● **Required work**
Go through the listing beneath and show each line containing the string "async".

● **Raw data**

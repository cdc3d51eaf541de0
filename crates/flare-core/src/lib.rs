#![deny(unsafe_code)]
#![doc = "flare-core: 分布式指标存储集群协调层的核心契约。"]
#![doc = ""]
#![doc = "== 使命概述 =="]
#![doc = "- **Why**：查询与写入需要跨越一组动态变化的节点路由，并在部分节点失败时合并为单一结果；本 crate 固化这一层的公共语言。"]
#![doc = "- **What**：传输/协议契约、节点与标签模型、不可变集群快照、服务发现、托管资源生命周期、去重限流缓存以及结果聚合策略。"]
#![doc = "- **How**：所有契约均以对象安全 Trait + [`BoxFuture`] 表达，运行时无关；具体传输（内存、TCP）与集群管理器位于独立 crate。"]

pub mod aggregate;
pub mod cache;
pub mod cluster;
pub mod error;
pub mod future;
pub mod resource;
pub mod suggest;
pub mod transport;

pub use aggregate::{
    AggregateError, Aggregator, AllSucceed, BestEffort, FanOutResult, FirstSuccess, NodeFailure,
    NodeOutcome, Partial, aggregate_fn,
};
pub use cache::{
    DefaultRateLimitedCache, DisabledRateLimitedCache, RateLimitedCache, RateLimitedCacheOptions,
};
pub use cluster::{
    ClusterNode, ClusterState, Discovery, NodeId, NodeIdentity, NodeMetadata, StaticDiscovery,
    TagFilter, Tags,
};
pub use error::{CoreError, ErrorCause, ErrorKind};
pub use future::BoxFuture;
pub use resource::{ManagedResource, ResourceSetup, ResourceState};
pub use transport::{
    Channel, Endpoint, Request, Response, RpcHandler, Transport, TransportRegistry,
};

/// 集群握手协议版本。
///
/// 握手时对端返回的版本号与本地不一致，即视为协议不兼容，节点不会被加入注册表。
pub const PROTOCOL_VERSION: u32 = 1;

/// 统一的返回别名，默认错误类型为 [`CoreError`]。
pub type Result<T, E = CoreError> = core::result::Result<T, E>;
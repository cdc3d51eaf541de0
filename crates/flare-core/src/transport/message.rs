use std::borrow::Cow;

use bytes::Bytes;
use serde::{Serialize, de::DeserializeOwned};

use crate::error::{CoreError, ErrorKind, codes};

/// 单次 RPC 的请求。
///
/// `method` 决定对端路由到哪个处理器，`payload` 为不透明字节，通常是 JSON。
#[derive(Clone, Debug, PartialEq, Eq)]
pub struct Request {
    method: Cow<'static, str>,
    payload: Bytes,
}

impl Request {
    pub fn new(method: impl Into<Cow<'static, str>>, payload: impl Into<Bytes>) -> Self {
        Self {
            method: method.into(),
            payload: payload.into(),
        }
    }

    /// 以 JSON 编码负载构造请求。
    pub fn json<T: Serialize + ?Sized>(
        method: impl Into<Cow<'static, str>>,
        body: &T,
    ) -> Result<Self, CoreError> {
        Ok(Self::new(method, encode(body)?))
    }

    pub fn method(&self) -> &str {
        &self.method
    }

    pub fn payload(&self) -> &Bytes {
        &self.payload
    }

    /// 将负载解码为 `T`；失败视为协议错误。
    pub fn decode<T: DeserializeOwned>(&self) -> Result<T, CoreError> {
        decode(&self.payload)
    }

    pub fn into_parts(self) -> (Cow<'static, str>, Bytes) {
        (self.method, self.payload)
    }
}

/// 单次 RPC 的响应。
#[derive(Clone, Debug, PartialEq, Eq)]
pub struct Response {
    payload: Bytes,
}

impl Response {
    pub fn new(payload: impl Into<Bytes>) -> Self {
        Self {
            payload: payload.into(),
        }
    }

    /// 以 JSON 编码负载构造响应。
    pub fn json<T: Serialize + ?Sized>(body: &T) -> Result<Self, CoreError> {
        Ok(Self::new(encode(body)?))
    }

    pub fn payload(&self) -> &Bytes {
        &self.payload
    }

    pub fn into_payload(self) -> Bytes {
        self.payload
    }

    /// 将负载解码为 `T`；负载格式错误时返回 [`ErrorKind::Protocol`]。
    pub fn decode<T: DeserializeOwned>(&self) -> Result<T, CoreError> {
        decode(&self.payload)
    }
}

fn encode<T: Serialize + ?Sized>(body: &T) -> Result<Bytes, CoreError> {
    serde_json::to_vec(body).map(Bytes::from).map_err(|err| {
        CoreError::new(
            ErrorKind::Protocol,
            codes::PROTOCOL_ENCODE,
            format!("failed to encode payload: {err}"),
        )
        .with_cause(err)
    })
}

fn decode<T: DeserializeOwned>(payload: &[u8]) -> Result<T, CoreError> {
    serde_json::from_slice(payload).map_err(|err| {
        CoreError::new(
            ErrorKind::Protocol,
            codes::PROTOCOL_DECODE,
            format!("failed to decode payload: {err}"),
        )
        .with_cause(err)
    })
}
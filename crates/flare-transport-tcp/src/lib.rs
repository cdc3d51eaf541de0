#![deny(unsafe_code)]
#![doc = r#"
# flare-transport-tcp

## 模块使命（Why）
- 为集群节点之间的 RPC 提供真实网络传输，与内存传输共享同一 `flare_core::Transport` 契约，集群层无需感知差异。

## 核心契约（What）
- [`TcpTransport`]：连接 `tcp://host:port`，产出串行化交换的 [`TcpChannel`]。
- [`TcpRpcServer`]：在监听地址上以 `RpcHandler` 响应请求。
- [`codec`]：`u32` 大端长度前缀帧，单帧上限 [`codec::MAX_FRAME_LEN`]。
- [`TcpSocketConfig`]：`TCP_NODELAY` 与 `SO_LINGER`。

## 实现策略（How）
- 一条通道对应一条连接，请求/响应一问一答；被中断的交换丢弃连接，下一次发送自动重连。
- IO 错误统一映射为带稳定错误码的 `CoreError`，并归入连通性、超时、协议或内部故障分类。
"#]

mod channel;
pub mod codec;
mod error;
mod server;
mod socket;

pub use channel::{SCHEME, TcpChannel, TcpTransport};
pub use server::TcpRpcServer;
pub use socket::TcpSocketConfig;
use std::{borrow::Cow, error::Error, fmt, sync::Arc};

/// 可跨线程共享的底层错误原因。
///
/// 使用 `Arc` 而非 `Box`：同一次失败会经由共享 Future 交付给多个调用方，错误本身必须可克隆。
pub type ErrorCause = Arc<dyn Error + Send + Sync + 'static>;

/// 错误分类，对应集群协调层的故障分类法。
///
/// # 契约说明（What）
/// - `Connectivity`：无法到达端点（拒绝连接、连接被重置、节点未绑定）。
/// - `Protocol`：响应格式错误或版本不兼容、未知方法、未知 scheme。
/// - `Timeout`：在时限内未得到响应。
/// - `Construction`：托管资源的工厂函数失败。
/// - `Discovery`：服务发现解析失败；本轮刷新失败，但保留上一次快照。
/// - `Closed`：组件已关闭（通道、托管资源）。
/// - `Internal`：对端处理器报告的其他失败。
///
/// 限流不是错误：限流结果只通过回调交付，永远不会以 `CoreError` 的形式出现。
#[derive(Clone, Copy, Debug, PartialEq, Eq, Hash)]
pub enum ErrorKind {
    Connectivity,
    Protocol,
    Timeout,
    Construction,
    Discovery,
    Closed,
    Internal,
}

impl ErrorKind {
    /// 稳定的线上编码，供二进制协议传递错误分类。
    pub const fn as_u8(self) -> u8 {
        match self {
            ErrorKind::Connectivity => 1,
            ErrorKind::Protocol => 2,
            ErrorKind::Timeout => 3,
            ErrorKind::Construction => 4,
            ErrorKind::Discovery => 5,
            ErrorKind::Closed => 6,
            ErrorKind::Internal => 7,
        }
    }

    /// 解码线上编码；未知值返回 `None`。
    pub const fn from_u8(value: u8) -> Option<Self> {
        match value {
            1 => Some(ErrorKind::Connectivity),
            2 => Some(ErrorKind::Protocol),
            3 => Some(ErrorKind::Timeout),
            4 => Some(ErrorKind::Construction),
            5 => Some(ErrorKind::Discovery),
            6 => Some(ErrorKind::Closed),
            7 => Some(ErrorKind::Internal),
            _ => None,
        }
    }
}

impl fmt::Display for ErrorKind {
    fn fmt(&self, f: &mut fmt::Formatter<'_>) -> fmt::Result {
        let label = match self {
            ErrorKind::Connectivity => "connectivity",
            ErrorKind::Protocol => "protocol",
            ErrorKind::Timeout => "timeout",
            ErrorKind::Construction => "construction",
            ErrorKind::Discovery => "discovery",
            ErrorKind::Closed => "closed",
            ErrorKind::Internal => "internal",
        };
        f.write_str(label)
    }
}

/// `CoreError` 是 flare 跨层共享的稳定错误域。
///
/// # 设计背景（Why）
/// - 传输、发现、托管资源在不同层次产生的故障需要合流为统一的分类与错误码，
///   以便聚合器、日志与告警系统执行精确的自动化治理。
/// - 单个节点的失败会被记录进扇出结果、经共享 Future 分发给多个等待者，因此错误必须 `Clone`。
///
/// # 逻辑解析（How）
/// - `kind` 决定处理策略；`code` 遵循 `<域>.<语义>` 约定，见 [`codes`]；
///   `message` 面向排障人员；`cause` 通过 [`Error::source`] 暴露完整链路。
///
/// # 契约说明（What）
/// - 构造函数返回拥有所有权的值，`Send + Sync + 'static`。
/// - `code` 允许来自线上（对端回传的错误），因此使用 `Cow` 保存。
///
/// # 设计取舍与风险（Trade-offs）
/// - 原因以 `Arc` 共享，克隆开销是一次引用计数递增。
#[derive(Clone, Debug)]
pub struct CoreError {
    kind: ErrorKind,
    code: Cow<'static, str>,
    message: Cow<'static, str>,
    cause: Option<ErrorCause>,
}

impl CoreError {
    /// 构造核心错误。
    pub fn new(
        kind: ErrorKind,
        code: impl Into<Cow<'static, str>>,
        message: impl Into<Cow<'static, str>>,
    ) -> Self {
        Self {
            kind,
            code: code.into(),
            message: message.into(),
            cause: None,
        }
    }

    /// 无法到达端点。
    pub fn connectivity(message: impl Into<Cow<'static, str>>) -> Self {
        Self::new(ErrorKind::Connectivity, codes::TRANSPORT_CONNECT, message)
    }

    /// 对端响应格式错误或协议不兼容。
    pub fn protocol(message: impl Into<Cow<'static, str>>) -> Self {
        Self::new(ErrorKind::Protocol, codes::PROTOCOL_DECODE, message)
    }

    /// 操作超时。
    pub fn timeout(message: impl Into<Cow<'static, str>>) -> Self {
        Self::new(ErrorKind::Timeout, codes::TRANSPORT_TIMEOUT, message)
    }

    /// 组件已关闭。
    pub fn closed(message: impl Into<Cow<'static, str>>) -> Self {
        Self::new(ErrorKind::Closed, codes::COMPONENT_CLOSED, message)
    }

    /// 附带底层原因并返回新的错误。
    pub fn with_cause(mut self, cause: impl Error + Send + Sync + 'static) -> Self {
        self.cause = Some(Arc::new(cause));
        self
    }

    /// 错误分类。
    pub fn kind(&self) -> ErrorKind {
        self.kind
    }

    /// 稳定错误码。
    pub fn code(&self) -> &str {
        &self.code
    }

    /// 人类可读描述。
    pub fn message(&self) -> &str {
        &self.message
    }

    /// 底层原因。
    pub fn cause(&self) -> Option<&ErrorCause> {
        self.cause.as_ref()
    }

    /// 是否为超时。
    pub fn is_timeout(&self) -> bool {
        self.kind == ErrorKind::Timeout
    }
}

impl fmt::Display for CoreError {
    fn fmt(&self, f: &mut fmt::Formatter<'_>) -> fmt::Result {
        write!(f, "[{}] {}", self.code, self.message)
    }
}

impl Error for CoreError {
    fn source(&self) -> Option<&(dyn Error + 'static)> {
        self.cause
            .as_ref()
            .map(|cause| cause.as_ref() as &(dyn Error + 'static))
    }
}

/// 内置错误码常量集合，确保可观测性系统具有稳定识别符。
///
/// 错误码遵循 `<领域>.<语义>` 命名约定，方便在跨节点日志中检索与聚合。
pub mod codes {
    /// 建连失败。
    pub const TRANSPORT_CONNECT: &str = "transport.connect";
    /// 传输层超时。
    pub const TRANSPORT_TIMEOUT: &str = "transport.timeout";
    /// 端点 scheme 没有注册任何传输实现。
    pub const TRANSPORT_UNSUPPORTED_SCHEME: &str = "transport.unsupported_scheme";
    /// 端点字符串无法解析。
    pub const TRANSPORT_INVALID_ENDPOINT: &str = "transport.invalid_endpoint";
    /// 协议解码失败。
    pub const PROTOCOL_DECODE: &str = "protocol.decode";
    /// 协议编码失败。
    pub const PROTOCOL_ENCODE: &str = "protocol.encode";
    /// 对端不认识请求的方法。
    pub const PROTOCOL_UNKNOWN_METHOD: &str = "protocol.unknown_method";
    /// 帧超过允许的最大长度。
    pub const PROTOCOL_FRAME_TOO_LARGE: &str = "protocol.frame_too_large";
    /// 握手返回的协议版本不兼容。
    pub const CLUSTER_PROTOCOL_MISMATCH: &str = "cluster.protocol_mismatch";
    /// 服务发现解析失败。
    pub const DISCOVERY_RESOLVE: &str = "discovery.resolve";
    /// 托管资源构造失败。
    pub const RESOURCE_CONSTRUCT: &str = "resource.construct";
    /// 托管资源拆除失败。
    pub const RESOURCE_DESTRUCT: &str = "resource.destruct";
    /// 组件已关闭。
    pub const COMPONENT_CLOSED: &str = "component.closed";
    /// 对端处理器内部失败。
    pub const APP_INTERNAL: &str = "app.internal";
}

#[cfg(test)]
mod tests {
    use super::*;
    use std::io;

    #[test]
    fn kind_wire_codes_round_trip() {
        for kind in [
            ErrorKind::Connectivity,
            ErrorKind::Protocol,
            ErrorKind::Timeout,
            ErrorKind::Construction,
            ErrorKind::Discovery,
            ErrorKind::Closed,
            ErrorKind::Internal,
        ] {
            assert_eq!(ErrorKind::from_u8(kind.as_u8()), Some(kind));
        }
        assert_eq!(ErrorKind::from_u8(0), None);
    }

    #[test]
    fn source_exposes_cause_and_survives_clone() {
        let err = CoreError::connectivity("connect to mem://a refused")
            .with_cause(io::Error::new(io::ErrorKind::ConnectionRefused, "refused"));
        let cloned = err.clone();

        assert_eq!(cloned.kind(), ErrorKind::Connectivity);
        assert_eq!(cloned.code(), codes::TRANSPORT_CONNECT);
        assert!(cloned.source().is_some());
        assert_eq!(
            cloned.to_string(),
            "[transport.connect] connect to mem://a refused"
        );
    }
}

* * *

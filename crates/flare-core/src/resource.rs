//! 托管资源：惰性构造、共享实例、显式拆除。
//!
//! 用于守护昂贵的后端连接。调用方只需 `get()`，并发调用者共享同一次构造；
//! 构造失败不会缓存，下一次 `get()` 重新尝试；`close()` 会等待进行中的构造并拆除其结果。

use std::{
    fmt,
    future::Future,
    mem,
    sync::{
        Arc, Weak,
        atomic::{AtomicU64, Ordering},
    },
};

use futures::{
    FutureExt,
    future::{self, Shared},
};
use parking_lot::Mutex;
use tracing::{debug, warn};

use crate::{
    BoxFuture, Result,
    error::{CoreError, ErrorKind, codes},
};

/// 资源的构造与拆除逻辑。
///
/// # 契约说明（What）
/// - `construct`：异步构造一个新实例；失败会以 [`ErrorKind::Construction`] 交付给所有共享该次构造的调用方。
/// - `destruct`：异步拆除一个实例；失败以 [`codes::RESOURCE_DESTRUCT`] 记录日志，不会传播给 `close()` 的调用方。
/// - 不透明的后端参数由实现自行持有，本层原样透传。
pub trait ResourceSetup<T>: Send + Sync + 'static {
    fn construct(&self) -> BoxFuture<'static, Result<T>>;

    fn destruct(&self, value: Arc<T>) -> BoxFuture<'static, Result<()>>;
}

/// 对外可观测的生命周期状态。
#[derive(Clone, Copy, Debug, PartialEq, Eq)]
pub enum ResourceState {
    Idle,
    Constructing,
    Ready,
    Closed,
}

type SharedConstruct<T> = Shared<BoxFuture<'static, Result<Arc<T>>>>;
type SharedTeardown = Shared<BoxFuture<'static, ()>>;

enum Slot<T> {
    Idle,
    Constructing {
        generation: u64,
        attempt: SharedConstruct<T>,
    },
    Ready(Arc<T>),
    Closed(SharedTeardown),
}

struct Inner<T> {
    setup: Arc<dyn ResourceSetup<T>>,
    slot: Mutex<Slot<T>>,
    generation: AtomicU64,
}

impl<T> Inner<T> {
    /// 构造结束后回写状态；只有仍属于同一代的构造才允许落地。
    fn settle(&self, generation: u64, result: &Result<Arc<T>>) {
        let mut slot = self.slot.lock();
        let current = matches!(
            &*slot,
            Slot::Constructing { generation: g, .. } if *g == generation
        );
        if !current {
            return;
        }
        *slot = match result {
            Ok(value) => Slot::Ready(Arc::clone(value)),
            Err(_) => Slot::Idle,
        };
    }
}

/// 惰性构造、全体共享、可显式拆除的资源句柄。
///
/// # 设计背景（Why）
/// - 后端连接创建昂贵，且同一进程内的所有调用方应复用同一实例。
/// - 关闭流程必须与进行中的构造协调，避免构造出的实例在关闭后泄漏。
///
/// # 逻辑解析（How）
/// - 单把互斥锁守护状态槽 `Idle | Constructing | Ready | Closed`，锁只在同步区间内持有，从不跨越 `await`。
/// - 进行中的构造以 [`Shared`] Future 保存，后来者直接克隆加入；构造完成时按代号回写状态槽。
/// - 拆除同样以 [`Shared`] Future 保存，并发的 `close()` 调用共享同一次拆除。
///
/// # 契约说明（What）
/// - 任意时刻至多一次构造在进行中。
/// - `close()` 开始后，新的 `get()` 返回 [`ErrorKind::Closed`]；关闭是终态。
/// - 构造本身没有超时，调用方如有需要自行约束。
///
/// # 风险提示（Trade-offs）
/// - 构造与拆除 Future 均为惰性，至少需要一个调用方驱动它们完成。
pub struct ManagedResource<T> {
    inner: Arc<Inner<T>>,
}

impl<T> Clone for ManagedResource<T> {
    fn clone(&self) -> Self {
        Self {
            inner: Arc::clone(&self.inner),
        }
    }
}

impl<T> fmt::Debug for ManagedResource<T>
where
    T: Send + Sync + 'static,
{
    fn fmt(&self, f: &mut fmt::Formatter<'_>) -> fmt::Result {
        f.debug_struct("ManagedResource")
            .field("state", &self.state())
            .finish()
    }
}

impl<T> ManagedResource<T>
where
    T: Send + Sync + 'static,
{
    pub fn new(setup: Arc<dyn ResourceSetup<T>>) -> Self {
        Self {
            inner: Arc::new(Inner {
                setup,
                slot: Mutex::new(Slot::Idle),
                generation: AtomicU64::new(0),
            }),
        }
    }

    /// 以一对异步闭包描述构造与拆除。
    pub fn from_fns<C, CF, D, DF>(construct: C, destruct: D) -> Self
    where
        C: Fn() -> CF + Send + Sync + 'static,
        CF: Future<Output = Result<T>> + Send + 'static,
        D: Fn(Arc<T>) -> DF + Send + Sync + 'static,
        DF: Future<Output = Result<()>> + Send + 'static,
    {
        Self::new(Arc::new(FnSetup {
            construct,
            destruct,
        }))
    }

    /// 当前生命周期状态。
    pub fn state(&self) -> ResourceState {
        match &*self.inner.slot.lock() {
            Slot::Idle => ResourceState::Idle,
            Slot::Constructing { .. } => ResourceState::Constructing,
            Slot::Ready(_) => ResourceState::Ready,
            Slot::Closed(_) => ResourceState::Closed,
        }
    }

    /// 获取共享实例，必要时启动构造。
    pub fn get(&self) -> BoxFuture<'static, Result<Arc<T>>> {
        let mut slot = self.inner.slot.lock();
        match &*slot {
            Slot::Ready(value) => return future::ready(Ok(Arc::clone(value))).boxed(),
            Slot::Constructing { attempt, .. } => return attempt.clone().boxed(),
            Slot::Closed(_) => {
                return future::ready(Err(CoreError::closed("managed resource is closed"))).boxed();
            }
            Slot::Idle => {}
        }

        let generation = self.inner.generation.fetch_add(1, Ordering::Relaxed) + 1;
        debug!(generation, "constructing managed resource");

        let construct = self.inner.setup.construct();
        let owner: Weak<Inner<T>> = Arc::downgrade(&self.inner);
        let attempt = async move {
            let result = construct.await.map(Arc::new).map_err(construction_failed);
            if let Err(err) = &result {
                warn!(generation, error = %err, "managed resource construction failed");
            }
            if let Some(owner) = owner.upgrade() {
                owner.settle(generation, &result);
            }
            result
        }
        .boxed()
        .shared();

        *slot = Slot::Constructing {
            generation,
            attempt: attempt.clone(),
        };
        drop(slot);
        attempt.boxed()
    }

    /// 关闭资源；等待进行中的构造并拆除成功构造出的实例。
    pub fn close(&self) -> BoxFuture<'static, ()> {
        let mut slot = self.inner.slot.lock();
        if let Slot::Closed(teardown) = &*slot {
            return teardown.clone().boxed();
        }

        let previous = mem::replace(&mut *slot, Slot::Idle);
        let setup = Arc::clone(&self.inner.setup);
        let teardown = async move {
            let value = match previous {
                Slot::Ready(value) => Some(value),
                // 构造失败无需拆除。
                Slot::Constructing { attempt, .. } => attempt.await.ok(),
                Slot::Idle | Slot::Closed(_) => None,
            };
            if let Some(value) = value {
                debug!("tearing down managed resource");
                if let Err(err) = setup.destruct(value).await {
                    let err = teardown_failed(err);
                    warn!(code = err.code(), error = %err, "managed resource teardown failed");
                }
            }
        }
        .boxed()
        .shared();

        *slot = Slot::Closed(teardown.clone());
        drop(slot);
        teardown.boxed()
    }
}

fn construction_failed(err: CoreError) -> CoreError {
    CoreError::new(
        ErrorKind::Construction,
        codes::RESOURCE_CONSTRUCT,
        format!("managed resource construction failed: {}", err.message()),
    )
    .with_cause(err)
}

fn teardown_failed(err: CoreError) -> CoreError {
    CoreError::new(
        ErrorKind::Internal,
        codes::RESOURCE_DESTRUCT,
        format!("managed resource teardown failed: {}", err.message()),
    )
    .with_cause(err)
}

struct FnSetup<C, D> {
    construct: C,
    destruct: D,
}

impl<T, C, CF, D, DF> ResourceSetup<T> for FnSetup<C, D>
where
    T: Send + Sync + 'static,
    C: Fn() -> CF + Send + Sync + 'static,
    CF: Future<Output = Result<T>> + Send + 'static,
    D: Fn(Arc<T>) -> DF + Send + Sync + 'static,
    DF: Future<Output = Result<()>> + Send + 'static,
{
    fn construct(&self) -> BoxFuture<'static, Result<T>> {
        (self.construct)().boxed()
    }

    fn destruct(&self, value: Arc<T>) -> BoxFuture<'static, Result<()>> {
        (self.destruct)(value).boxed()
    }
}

--

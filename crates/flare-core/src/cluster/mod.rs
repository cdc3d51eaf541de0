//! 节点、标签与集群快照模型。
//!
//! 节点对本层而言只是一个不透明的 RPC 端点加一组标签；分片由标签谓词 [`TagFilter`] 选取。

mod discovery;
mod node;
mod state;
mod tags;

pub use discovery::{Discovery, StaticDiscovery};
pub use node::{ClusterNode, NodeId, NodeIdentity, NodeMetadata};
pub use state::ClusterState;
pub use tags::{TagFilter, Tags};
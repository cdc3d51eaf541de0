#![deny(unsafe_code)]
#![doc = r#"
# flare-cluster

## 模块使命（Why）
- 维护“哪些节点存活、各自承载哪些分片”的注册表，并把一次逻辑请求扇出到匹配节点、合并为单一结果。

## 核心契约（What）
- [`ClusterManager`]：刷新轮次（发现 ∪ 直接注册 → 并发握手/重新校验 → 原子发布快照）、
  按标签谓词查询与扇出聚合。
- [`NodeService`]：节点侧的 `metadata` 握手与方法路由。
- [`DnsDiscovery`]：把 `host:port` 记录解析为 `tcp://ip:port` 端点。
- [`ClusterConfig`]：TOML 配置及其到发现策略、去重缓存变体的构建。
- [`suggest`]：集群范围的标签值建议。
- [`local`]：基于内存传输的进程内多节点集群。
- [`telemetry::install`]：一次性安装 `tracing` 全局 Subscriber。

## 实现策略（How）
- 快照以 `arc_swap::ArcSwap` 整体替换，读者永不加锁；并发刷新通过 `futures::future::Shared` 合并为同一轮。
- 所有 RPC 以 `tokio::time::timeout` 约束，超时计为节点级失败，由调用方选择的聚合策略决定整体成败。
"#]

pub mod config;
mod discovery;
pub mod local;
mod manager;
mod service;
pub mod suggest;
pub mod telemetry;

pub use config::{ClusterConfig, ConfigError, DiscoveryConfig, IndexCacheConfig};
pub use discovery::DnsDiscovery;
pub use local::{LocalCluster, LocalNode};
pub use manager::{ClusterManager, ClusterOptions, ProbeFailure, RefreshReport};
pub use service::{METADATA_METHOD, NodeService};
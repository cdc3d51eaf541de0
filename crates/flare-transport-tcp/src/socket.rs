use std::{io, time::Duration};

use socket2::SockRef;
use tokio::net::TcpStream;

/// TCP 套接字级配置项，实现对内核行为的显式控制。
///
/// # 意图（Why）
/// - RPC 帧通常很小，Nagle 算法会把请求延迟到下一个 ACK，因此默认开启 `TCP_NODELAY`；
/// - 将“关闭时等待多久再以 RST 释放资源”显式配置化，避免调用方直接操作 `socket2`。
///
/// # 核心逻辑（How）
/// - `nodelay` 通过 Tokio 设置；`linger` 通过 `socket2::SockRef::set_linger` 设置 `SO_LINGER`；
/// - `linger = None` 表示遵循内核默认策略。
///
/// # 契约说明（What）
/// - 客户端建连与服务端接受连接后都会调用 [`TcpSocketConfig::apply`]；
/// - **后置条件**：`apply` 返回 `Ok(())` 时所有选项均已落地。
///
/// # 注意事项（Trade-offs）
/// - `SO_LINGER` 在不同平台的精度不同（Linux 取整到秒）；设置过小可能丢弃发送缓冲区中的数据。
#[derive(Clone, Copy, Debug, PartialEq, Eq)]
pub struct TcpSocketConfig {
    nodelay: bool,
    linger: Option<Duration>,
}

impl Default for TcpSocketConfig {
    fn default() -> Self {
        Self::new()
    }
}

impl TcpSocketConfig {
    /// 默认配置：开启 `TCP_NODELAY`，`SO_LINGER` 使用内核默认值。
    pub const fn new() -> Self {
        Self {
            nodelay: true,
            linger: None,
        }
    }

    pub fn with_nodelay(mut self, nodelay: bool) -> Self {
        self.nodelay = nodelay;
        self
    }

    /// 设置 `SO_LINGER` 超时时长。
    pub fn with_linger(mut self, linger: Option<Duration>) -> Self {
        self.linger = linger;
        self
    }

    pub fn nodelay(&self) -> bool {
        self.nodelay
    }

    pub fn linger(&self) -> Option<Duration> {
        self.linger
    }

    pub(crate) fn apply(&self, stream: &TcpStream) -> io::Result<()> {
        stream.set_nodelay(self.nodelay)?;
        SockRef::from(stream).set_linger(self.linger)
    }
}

● **Solution for this exercise**
        let attempt = async move {
        let teardown = async move {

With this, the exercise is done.